Did I hit a nerve or something? 



losttheplot said:


> So if the ECB reject your loan application you can't go anywhere else.



Thats a fair point. If the ECB wont lend you €50k at 2% then yes, of course, there should be space for another entity to borrow the €50k at 2% from ECB and then lend it to you at say, 10% or whatever risk level they appropriate to your loan. 

Ideally, if the ECB is lending to banks at 2% im merely suggesting that 2% be available to joe public also and not just the private banking sector.



Leo said:


> The other entities absorb the considerable overhead of operating branch networks with all associated staff and a large degree of the risk.

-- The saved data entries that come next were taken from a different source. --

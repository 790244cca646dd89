//! Client upgrade handshake (RFC 6455 Section 4).
//!
//! Produces the GET upgrade request and validates the server's 101
//! response, including the `Sec-WebSocket-Accept` hash and the selected
//! extensions.

use std::collections::HashMap;

use base64::{engine::general_purpose::STANDARD as BASE64, Engine as _};
use bytes::BytesMut;
use sha1::{Digest, Sha1};
use tokio::io::{AsyncRead, AsyncReadExt};
use url::Url;

use crate::error::{Error, Result};
use crate::extensions::ExtensionOffer;

/// GUID concatenated with the client key for the accept hash (RFC 6455).
pub const WS_GUID: &str = "258EAFA5-E914-47DA-95CA-C5AB0DC85B11";

/// Read cap for an HTTP response head.
pub const MAX_HEAD_SIZE: usize = 8192;

/// Handshake headers the caller may not override.
const RESERVED_HEADERS: [&str; 6] = [
    "host",
    "origin",
    "connection",
    "upgrade",
    "sec-websocket-version",
    "sec-websocket-key",
];

/// Compute `Sec-WebSocket-Accept` from the client's `Sec-WebSocket-Key`:
/// Base64(SHA-1(key + GUID)).
///
/// ```
/// use tether::protocol::handshake::compute_accept_key;
///
/// let accept = compute_accept_key("dGhlIHNhbXBsZSBub25jZQ==");
/// assert_eq!(accept, "s3pPLMBiTxaQ9kYGzzhZRbK+xOo=");
/// ```
#[must_use]
pub fn compute_accept_key(key: &str) -> String {
    let mut hasher = Sha1::new();
    hasher.update(key.as_bytes());
    hasher.update(WS_GUID.as_bytes());
    BASE64.encode(hasher.finalize())
}

/// Generate a `Sec-WebSocket-Key`: base64 of 16 CSPRNG bytes.
///
/// # Errors
///
/// Returns `Error::Io` if the platform entropy source fails.
pub fn generate_key() -> Result<String> {
    let mut nonce = [0u8; 16];
    getrandom::getrandom(&mut nonce)
        .map_err(|e| Error::Io(format!("entropy source failed: {}", e)))?;
    Ok(BASE64.encode(nonce))
}

fn check_header_value(name: &str, value: &str) -> Result<()> {
    if value.contains('\r') || value.contains('\n') {
        return Err(Error::InvalidHeaderValue {
            header: name.to_string(),
            reason: "contains CR or LF characters".to_string(),
        });
    }
    Ok(())
}

/// Parse header lines into a lowercase-keyed map.
fn parse_headers<'a, I>(lines: I) -> HashMap<String, String>
where
    I: Iterator<Item = &'a str>,
{
    let mut headers = HashMap::new();
    for line in lines {
        if line.is_empty() {
            break;
        }
        if let Some((name, value)) = line.split_once(':') {
            headers.insert(name.trim().to_lowercase(), value.trim().to_string());
        }
    }
    headers
}

/// The client's upgrade request.
#[derive(Debug, Clone, PartialEq, Eq)]
pub struct UpgradeRequest {
    /// Request target: path plus query string.
    pub path: String,
    /// `Host` header value: host, plus `:port` when the URL carries one.
    pub host: String,
    /// `Origin` header value: scheme://host, without port.
    pub origin: String,
    /// The `Sec-WebSocket-Key` value.
    pub key: String,
    /// `Sec-WebSocket-Extensions` offers, one header line each.
    pub extension_offers: Vec<String>,
    /// User-supplied headers, appended after the required set.
    pub additional_headers: Vec<(String, String)>,
}

impl UpgradeRequest {
    /// Build a request for `url` with a freshly generated key.
    ///
    /// # Errors
    ///
    /// `Error::InvalidUrl` for non-ws(s) schemes or URLs without a host,
    /// `Error::InvalidHeaderValue` when an additional header is reserved or
    /// would corrupt the head.
    pub fn from_url(
        url: &Url,
        extension_offers: Vec<String>,
        additional_headers: Vec<(String, String)>,
    ) -> Result<Self> {
        let key = generate_key()?;
        Self::with_key(url, key, extension_offers, additional_headers)
    }

    /// Build a request with an explicit key (deterministic handshakes).
    ///
    /// # Errors
    ///
    /// See [`from_url`](Self::from_url).
    pub fn with_key(
        url: &Url,
        key: String,
        extension_offers: Vec<String>,
        additional_headers: Vec<(String, String)>,
    ) -> Result<Self> {
        let scheme = url.scheme();
        if scheme != "ws" && scheme != "wss" {
            return Err(Error::InvalidUrl(format!("unsupported scheme: {}", scheme)));
        }
        let host = url
            .host_str()
            .ok_or_else(|| Error::InvalidUrl("missing host".into()))?;

        let host_header = match url.port() {
            Some(port) => format!("{}:{}", host, port),
            None => host.to_string(),
        };
        let origin = format!("{}://{}", scheme, host);

        let mut path = url.path().to_string();
        if path.is_empty() {
            path.push('/');
        }
        if let Some(query) = url.query() {
            path.push('?');
            path.push_str(query);
        }

        for (name, value) in &additional_headers {
            if RESERVED_HEADERS.contains(&name.to_lowercase().as_str()) {
                return Err(Error::InvalidHeaderValue {
                    header: name.clone(),
                    reason: "reserved handshake header".to_string(),
                });
            }
            check_header_value(name, value)?;
        }
        for offer in &extension_offers {
            check_header_value("Sec-WebSocket-Extensions", offer)?;
        }

        Ok(Self {
            path,
            host: host_header,
            origin,
            key,
            extension_offers,
            additional_headers,
        })
    }

    /// Serialize the request head.
    #[must_use]
    pub fn encode(&self) -> Vec<u8> {
        let mut buf = Vec::with_capacity(256);
        buf.extend_from_slice(format!("GET {} HTTP/1.1\r\n", self.path).as_bytes());
        buf.extend_from_slice(format!("Host: {}\r\n", self.host).as_bytes());
        buf.extend_from_slice(format!("Origin: {}\r\n", self.origin).as_bytes());
        buf.extend_from_slice(b"Connection: upgrade\r\n");
        buf.extend_from_slice(b"Upgrade: websocket\r\n");
        buf.extend_from_slice(b"Sec-WebSocket-Version: 13\r\n");
        buf.extend_from_slice(format!("Sec-WebSocket-Key: {}\r\n", self.key).as_bytes());
        for offer in &self.extension_offers {
            buf.extend_from_slice(format!("Sec-WebSocket-Extensions: {}\r\n", offer).as_bytes());
        }
        for (name, value) in &self.additional_headers {
            buf.extend_from_slice(format!("{}: {}\r\n", name, value).as_bytes());
        }
        buf.extend_from_slice(b"\r\n");
        buf
    }
}

/// The server's parsed 101 response.
#[derive(Debug, Clone, PartialEq, Eq)]
pub struct UpgradeResponse {
    /// The `Sec-WebSocket-Accept` value.
    pub accept: String,
    /// Selected extensions, parsed from `Sec-WebSocket-Extensions`.
    pub extensions: Vec<ExtensionOffer>,
}

impl UpgradeResponse {
    /// Parse and validate the response head against the client `key`.
    ///
    /// # Errors
    ///
    /// `Error::UpgradeFailed` for a non-101 status, missing or wrong
    /// `Upgrade`/`Connection` headers, or a mismatched accept hash.
    pub fn parse(head: &[u8], key: &str) -> Result<Self> {
        let text = std::str::from_utf8(head)
            .map_err(|_| Error::UpgradeFailed("response head is not UTF-8".into()))?;

        let mut lines = text.lines();
        let status_line = lines
            .next()
            .ok_or_else(|| Error::UpgradeFailed("empty response".into()))?;

        let status = parse_status_line(status_line)
            .ok_or_else(|| Error::UpgradeFailed(format!("bad status line: {}", status_line)))?;
        if status != 101 {
            return Err(Error::UpgradeFailed(format!(
                "expected status 101, got {}",
                status
            )));
        }

        let headers = parse_headers(lines);

        let upgrade = headers
            .get("upgrade")
            .ok_or_else(|| Error::UpgradeFailed("missing Upgrade header".into()))?;
        if !upgrade.eq_ignore_ascii_case("websocket") {
            return Err(Error::UpgradeFailed(format!(
                "invalid Upgrade header: {}",
                upgrade
            )));
        }

        let connection = headers
            .get("connection")
            .ok_or_else(|| Error::UpgradeFailed("missing Connection header".into()))?;
        if !connection.to_lowercase().contains("upgrade") {
            return Err(Error::UpgradeFailed(format!(
                "invalid Connection header: {}",
                connection
            )));
        }

        let accept = headers
            .get("sec-websocket-accept")
            .ok_or_else(|| Error::UpgradeFailed("missing Sec-WebSocket-Accept header".into()))?
            .clone();

        if accept != compute_accept_key(key) {
            return Err(Error::UpgradeFailed("Sec-WebSocket-Accept mismatch".into()));
        }

        let extensions = match headers.get("sec-websocket-extensions") {
            Some(value) => ExtensionOffer::parse_header(value)?,
            None => Vec::new(),
        };

        log::debug!(
            "upgrade accepted, {} extension(s) selected",
            extensions.len()
        );

        Ok(Self { accept, extensions })
    }
}

/// Extract the status code from an HTTP/1.x status line.
pub(crate) fn parse_status_line(line: &str) -> Option<u16> {
    let mut parts = line.split_whitespace();
    let version = parts.next()?;
    if !version.starts_with("HTTP/1.") {
        return None;
    }
    parts.next()?.parse().ok()
}

/// Read an HTTP head off `stream` until the blank line, capped at
/// [`MAX_HEAD_SIZE`]. Returns the head (including the terminating
/// `\r\n\r\n`) and any bytes read past it.
///
/// # Errors
///
/// `Error::ConnectionClosed` on EOF before the head completes and
/// `Error::HandshakeTooLarge` past the cap.
pub(crate) async fn read_head<S>(stream: &mut S) -> Result<(Vec<u8>, BytesMut)>
where
    S: AsyncRead + Unpin,
{
    let mut buf = BytesMut::with_capacity(1024);
    loop {
        if let Some(end) = find_head_end(&buf) {
            let rest = buf.split_off(end);
            return Ok((buf.to_vec(), rest));
        }
        if buf.len() >= MAX_HEAD_SIZE {
            return Err(Error::HandshakeTooLarge {
                size: buf.len(),
                max: MAX_HEAD_SIZE,
            });
        }

        let n = stream.read_buf(&mut buf).await?;
        if n == 0 {
            return Err(Error::ConnectionClosed(None));
        }
    }
}

/// Offset one past the `\r\n\r\n` terminator, if present.
pub(crate) fn find_head_end(buf: &[u8]) -> Option<usize> {
    buf.windows(4).position(|w| w == b"\r\n\r\n").map(|p| p + 4)
}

The beauty of the multiples entities competing is that it drives efficiency and ultimately better value to the consumer.
> 
> If the ECB were the only game in town, who's to say we wouldn't be paying 10%?




The ECB sets the interest rate for Eurozone in consideration of the prevailing economic conditions and other known indicators (including any costs associated with newly acquired branch maintenance ) .
That rate now becomes available to everyone, through its channels of newly acquired branches (if needed, alternatively an online system would suffice) and not just private commercial lenders.
Im simply advocating for access for joe public to the same rate that is available to private commercial banks - in essence, eliminating the need for these more expensive money lenders.



Protocol said:


> The ECB does not lend to Govts.
> 
> It never has, it doesn't, and it legally can't.
> 
> The ECB lends to commercial banks.



You are absolutely correct, how could we change this? Oh yeah, change the law! 
Has anything like this been done before? Well, the issue of ECB bond buying program seemed to rankle a few people and ended up in the German courts with regard to its (il)legality. 

German courts call on ECB to justify bond-buying program



Protocol said:


> You are calling for retailers to be abolished, and for the main wholesaler to sell direct to customers.



No, im calling for the abolishment of merry-go-round banking sector purporting to act as some sort of sophisticated financial system. 
When you boil it all down its just one entity buying and selling money to another entity in the hope of making a profit off the other entity. Each new financial 'innovation' is just another artificial construct and any time the system cocks up the rules get changed to try keep the merry go round in place. 
Im simply in favour of cutting through the carp and having a level playing field for everybody and everyone.


----------



## PMU (13 Jun 2020)

Allpartied said:


> There is an increasing risk that Irish banks could go under. Certainly a bigger risk than the state going under.


The Irish banks have lower credit ratings than the Irish state. Ireland's credit rating is currently high with a stable or positive outlook https://tradingeconomics.com/ireland/rating. The Irish pillar banks have lower credit ratings.  Here's BoI as an example https://investorrelations.bankofireland.com/debt-investors/credit-ratings/. Basically, they are adequate with stable outlook.  



Allpartied said:


> So, if people do have concerns, they would be better off putting their deposits in state savings schemes.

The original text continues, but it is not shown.